The Position
By Meg Wolitzer
Reviewed by Emberly Nesbitt
Assume The Position is about sex and you’d be perfectly right. If you’ve ever walked in on your parents in flagrante delicato, or thumbed through a copy of The Joy of Sex with its shaggy partners deep into the trip of lovemaking, and wondered how children of the sexual revolution feel about all that sexual flowering thirty years later, Meg Wolitzer’s seventh novel, out in paperback from Scribner, is one for tackling the subject with wit and poignancy. Wolitzer is an impressive novelist, a careful observer of the interstices of society and of family as she explores sexual politics, shame, and intimacy in two very different generations.

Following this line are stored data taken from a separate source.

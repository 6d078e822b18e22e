pub const SCHEMA_VERSION: i64 = 2;

pub const DDL: &str = r#"
CREATE TABLE IF NOT EXISTS experiments (
  id INTEGER PRIMARY KEY,
  space_id INTEGER NOT NULL,
  name TEXT NOT NULL,
  description TEXT NOT NULL DEFAULT '',
  created_by TEXT NOT NULL,
  status TEXT NOT NULL,
  status_message TEXT,
  expt_type TEXT NOT NULL,
  source_type TEXT NOT NULL,
  source_id TEXT,
  max_alive_time_ms INTEGER NOT NULL DEFAULT 0,
  item_concurrency INTEGER NOT NULL,
  evaluator_concurrency INTEGER NOT NULL,
  eval_set_id INTEGER NOT NULL,
  eval_set_version_id INTEGER NOT NULL,
  target_id INTEGER,
  target_version_id INTEGER,
  evaluator_version_ids_json TEXT NOT NULL,
  target_field_mapping_json TEXT NOT NULL,
  evaluator_field_mapping_json TEXT NOT NULL,
  latest_run_id INTEGER,
  start_at INTEGER,
  end_at INTEGER,
  created_at INTEGER NOT NULL,
  updated_at INTEGER NOT NULL,
  version INTEGER NOT NULL DEFAULT 1,
  deleted_at INTEGER
);

CREATE UNIQUE INDEX IF NOT EXISTS idx_experiments_space_name
  ON experiments(space_id, name) WHERE deleted_at IS NULL;
CREATE INDEX IF NOT EXISTS idx_experiments_space_status ON experiments(space_id, status);

CREATE TABLE IF NOT EXISTS expt_evaluator_refs (
  expt_id INTEGER NOT NULL,
  space_id INTEGER NOT NULL,
  evaluator_id INTEGER NOT NULL,
  evaluator_version_id INTEGER NOT NULL,
  PRIMARY KEY (expt_id, evaluator_version_id)
);

CREATE TABLE IF NOT EXISTS expt_run_logs (
  expt_id INTEGER NOT NULL,
  run_id INTEGER NOT NULL,
  space_id INTEGER NOT NULL,
  mode TEXT NOT NULL,
  status TEXT NOT NULL,
  item_ids_json TEXT NOT NULL DEFAULT '[]',
  started_at INTEGER NOT NULL,
  finished_at INTEGER,
  message TEXT,
  PRIMARY KEY (expt_id, run_id)
);

CREATE TABLE IF NOT EXISTS item_results (
  expt_id INTEGER NOT NULL,
  space_id INTEGER NOT NULL,
  item_id INTEGER NOT NULL,
  item_idx INTEGER NOT NULL,
  run_state TEXT NOT NULL,
  run_id INTEGER,
  error_json TEXT,
  retry_count INTEGER NOT NULL DEFAULT 0,
  updated_at INTEGER NOT NULL,
  PRIMARY KEY (expt_id, item_id)
);

CREATE INDEX IF NOT EXISTS idx_item_results_state ON item_results(expt_id, run_state);

CREATE TABLE IF NOT EXISTS item_run_logs (
  id INTEGER PRIMARY KEY AUTOINCREMENT,
  expt_id INTEGER NOT NULL,
  item_id INTEGER NOT NULL,
  run_id INTEGER,
  from_state TEXT NOT NULL,
  to_state TEXT NOT NULL,
  at INTEGER NOT NULL
);

CREATE INDEX IF NOT EXISTS idx_item_run_logs_item ON item_run_logs(expt_id, item_id);

CREATE TABLE IF NOT EXISTS turn_results (
  expt_id INTEGER NOT NULL,
  item_id INTEGER NOT NULL,
  turn_id INTEGER NOT NULL,
  turn_idx INTEGER NOT NULL,
  space_id INTEGER NOT NULL,
  run_id INTEGER NOT NULL,
  status TEXT NOT NULL,
  target_record_id INTEGER,
  target_error_json TEXT,
  evaluator_results_json TEXT NOT NULL DEFAULT '{}',
  updated_at INTEGER NOT NULL,
  PRIMARY KEY (expt_id, item_id, turn_id)
);

CREATE INDEX IF NOT EXISTS idx_turn_results_item ON turn_results(expt_id, item_id);

CREATE TABLE IF NOT EXISTS expt_stats (
  expt_id INTEGER PRIMARY KEY,
  space_id INTEGER NOT NULL,
  pending_cnt INTEGER NOT NULL DEFAULT 0,
  processing_cnt INTEGER NOT NULL DEFAULT 0,
  success_cnt INTEGER NOT NULL DEFAULT 0,
  failed_cnt INTEGER NOT NULL DEFAULT 0,
  terminated_cnt INTEGER NOT NULL DEFAULT 0,
  total_cnt INTEGER NOT NULL DEFAULT 0,
  updated_at INTEGER NOT NULL
);

CREATE TABLE IF NOT EXISTS expt_aggr_results (
  expt_id INTEGER NOT NULL,
  evaluator_version_id INTEGER NOT NULL,
  space_id INTEGER NOT NULL,
  results_json TEXT NOT NULL,
  updated_at INTEGER NOT NULL,
  PRIMARY KEY (expt_id, evaluator_version_id)
);

CREATE TABLE IF NOT EXISTS evaluators (
  id INTEGER PRIMARY KEY,
  space_id INTEGER NOT NULL,
  name TEXT NOT NULL,
  description TEXT NOT NULL DEFAULT '',
  kind TEXT NOT NULL,
  draft_json TEXT NOT NULL,
  latest_version TEXT,
  created_by TEXT NOT NULL,
  created_at INTEGER NOT NULL,
  updated_at INTEGER NOT NULL,
  deleted_at INTEGER
);

CREATE UNIQUE INDEX IF NOT EXISTS idx_evaluators_space_name
  ON evaluators(space_id, name) WHERE deleted_at IS NULL;

CREATE TABLE IF NOT EXISTS evaluator_versions (
  id INTEGER PRIMARY KEY,
  evaluator_id INTEGER NOT NULL,
  space_id INTEGER NOT NULL,
  version TEXT NOT NULL,
  description TEXT NOT NULL DEFAULT '',
  content_json TEXT NOT NULL,
  aggregators_json TEXT NOT NULL,
  value_set_json TEXT,
  content_hash TEXT NOT NULL,
  created_by TEXT NOT NULL,
  created_at INTEGER NOT NULL,
  UNIQUE (evaluator_id, version)
);

CREATE TABLE IF NOT EXISTS evaluator_records (
  id INTEGER PRIMARY KEY,
  space_id INTEGER NOT NULL,
  evaluator_version_id INTEGER NOT NULL,
  expt_id INTEGER,
  run_id INTEGER,
  item_id INTEGER,
  turn_id INTEGER,
  input_json TEXT NOT NULL,
  output_json TEXT,
  status TEXT NOT NULL,
  error_json TEXT,
  correction_json TEXT,
  trace_id TEXT,
  created_by TEXT NOT NULL,
  created_at INTEGER NOT NULL,
  updated_at INTEGER NOT NULL
);

CREATE INDEX IF NOT EXISTS idx_evaluator_records_expt ON evaluator_records(expt_id);

CREATE TABLE IF NOT EXISTS eval_targets (
  id INTEGER PRIMARY KEY,
  space_id INTEGER NOT NULL,
  kind TEXT NOT NULL,
  source_id TEXT NOT NULL,
  created_by TEXT NOT NULL,
  created_at INTEGER NOT NULL,
  UNIQUE (space_id, kind, source_id)
);

CREATE TABLE IF NOT EXISTS eval_target_versions (
  id INTEGER PRIMARY KEY,
  target_id INTEGER NOT NULL,
  space_id INTEGER NOT NULL,
  source_version TEXT NOT NULL,
  config_json TEXT NOT NULL,
  source_info_json TEXT,
  created_at INTEGER NOT NULL,
  UNIQUE (target_id, source_version)
);

CREATE TABLE IF NOT EXISTS target_records (
  id INTEGER PRIMARY KEY,
  space_id INTEGER NOT NULL,
  target_id INTEGER NOT NULL,
  target_version_id INTEGER NOT NULL,
  expt_id INTEGER,
  item_id INTEGER,
  turn_id INTEGER,
  input_json TEXT NOT NULL,
  output_json TEXT,
  status TEXT NOT NULL,
  error_json TEXT,
  latency_ms INTEGER NOT NULL DEFAULT 0,
  trace_id TEXT,
  created_at INTEGER NOT NULL
);

CREATE INDEX IF NOT EXISTS idx_target_records_expt ON target_records(expt_id);

CREATE TABLE IF NOT EXISTS idempotency_keys (
  key TEXT PRIMARY KEY,
  expires_at INTEGER NOT NULL
);

CREATE TABLE IF NOT EXISTS dist_locks (
  name TEXT PRIMARY KEY,
  holder TEXT,
  token INTEGER NOT NULL,
  expires_at INTEGER NOT NULL
);

CREATE TABLE IF NOT EXISTS space_quotas (
  space_id INTEGER PRIMARY KEY,
  cap INTEGER NOT NULL,
  in_use INTEGER NOT NULL DEFAULT 0
);

CREATE TABLE IF NOT EXISTS quota_holders (
  expt_id INTEGER PRIMARY KEY,
  space_id INTEGER NOT NULL,
  admitted_at INTEGER NOT NULL
);
"#;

Thirty years after the publication of Paul and Roz Mellow’s best-selling 1975 sex book, “Pleasuring,” complete with illustrations, the Mellow family is scattered: an older brother on anti-depressants that blunt his sex drive, the lonely youngest girl attempting a documentary about a cherished Long Island elementary school, the older sister, a former drug addict and new mother in California, and the younger brother, a gay Republican in Rhode Island diagnosed with Hodgkin’s Disease. The Mellow's divorce following the wake of the book's phenomenal success has left the family doubly exposed, adrift in degrees of dissatisfaction, repression, and disillusion. As each chapter chronicles present compromises and disappointments that tie them to the past (and, inevitably, to the shame, confusion, and embarrasment surrounding the public airing of their parents' sex life), Wolitzer’s unsparing exploration of how "the sounds of parents traveled through walls, traveled up stairs" is commanding and bittersweet. There seems to be a simmering adolescent inside most adult children, which Wolitzer manages alternately to indulge and to pull up short.

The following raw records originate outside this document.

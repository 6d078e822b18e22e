use clap::Parser;
use tracing_subscriber::{fmt, EnvFilter};

mod cli;
mod experiment_file;
mod report;
mod templates;

use cli::args::Cli;
use cli::commands::{dispatch, exit_codes};

fn init_logging(filter: &str) {
    let filter = EnvFilter::try_new(filter).unwrap_or_else(|_| EnvFilter::new("warn"));
    fmt()
        .with_env_filter(filter)
        .json()
        .with_timer(fmt::time::UtcTime::rfc_3339())
        .with_target(true)
        .with_current_span(false)
        .with_span_list(false)
        .with_writer(std::io::stderr)
        .init();
}

#[tokio::main(flavor = "multi_thread")]
async fn main() {
    let cli = Cli::parse();
    init_logging(&cli.log);
    let code = match dispatch(cli).await {
        Ok(code) => code,
        Err(e) => {
            eprintln!("fatal: {e:?}");
            exit_codes::CONFIG_ERROR
        }
    };
    std::process::exit(code);
}
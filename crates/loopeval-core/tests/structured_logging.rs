mod common;

use async_trait::async_trait;
use common::{Harness, SPACE, WAIT};
use loopeval_core::context::Ctx;
use loopeval_core::moderation::{enforce, ContentModerator, Verdict};
use loopeval_core::on_error::ErrorPolicy;
use serde_json::{json, Value};
use std::sync::{Arc, Mutex};

struct MockWriter(Arc<Mutex<Vec<u8>>>);

impl std::io::Write for MockWriter {
    fn write(&mut self, buf: &[u8]) -> std::io::Result<usize> {
        self.0.lock().unwrap().extend_from_slice(buf);
        Ok(buf.len())
    }

    fn flush(&mut self) -> std::io::Result<()> {
        Ok(())
    }
}

/// Runs `f` on a current-thread runtime with a JSON subscriber and returns the parsed lines.
fn capture<F, Fut>(f: F) -> Vec<Value>
where
    F: FnOnce() -> Fut,
    Fut: std::future::Future<Output = ()>,
{
    let buffer = Arc::new(Mutex::new(Vec::new()));
    let sink = buffer.clone();
    let subscriber = tracing_subscriber::fmt()
        .json()
        .with_max_level(tracing::Level::DEBUG)
        .with_writer(move || MockWriter(sink.clone()))
        .finish();
    let rt = tokio::runtime::Builder::new_current_thread()
        .enable_all()
        .build()
        .unwrap();
    tracing::subscriber::with_default(subscriber, || rt.block_on(f()));

    let output = String::from_utf8(buffer.lock().unwrap().clone()).unwrap();
    output
        .lines()
        .map(|l| serde_json::from_str(l).unwrap())
        .collect()
}

fn events<'a>(lines: &'a [Value], name: &str) -> Vec<&'a Value> {
    lines
        .iter()
        .filter(|l| l["fields"]["event"] == json!(name))
        .collect()
}

struct Unreachable;

#[async_trait]
impl ContentModerator for Unreachable {
    async fn check(&self, _ctx: &Ctx, _texts: &[&str]) -> anyhow::Result<Verdict> {
        anyhow::bail!("connection refused")
    }
}

#[test]
fn test_moderation_outage_logs_failsafe() {
    let lines = capture(|| async {
        enforce(&Unreachable, ErrorPolicy::Allow, &Ctx::system(), "experiment.create", &["hello"])
            .await
            .unwrap();
    });
    let hits = events(&lines, "loopeval.failsafe.triggered");
    assert_eq!(hits.len(), 1);
    assert_eq!(hits[0]["fields"]["operation"], json!("experiment.create"));
    assert_eq!(hits[0]["fields"]["action"], json!("allowed"));
    assert!(hits[0]["timestamp"].is_string());
}

#[test]
fn test_experiment_lifecycle_is_logged() {
    let lines = capture(|| async {
        let h = Harness::start().await;
        let set = h.dataset("logged", vec![json!({"id": "I1", "score": 1.0})]);
        let ev = h.evaluator("judge").await;
        let (e, _) = h
            .engine
            .manager()
            .submit(&h.ctx(), h.offline("logged", set, vec![ev]))
            .await
            .unwrap();
        h.engine.wait_for_aggregates(SPACE, e.id, WAIT).await.unwrap();
        h.engine.shutdown().await;
    });

    let transitions: Vec<&str> = events(&lines, "experiment.status")
        .iter()
        .filter_map(|l| l["fields"]["to"].as_str())
        .collect();
    assert_eq!(transitions, vec!["processing", "success"]);
    assert_eq!(events(&lines, "quota.admit").len(), 1);
    assert_eq!(events(&lines, "quota.release").len(), 1);
    assert_eq!(events(&lines, "item.claimed").len(), 1);
    assert_eq!(events(&lines, "item.terminal").len(), 1);
    assert!(!events(&lines, "aggregate.computed").is_empty());
    assert!(!events(&lines, "engine.started").is_empty());

    let metered: Vec<&str> = events(&lines, "loopeval.usage.metered")
        .iter()
        .filter_map(|l| l["fields"]["usage_type"].as_str())
        .collect();
    assert!(metered.contains(&"evaluator_call"));
}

The suspense in the novel revolves around the re-issue of Pleasuring and the complicated rewards of letting go of old ways of thinking about the past. Let the most famous position in the Mellow's book, called “Electric Forgiveness,” provide a way of thinking about intimacy. When your parents stop being to blame, quit being the defining drama of all that has happened or will happen to you, you can look through the keyhole, open up and find a new way of embracing the long arm of the past.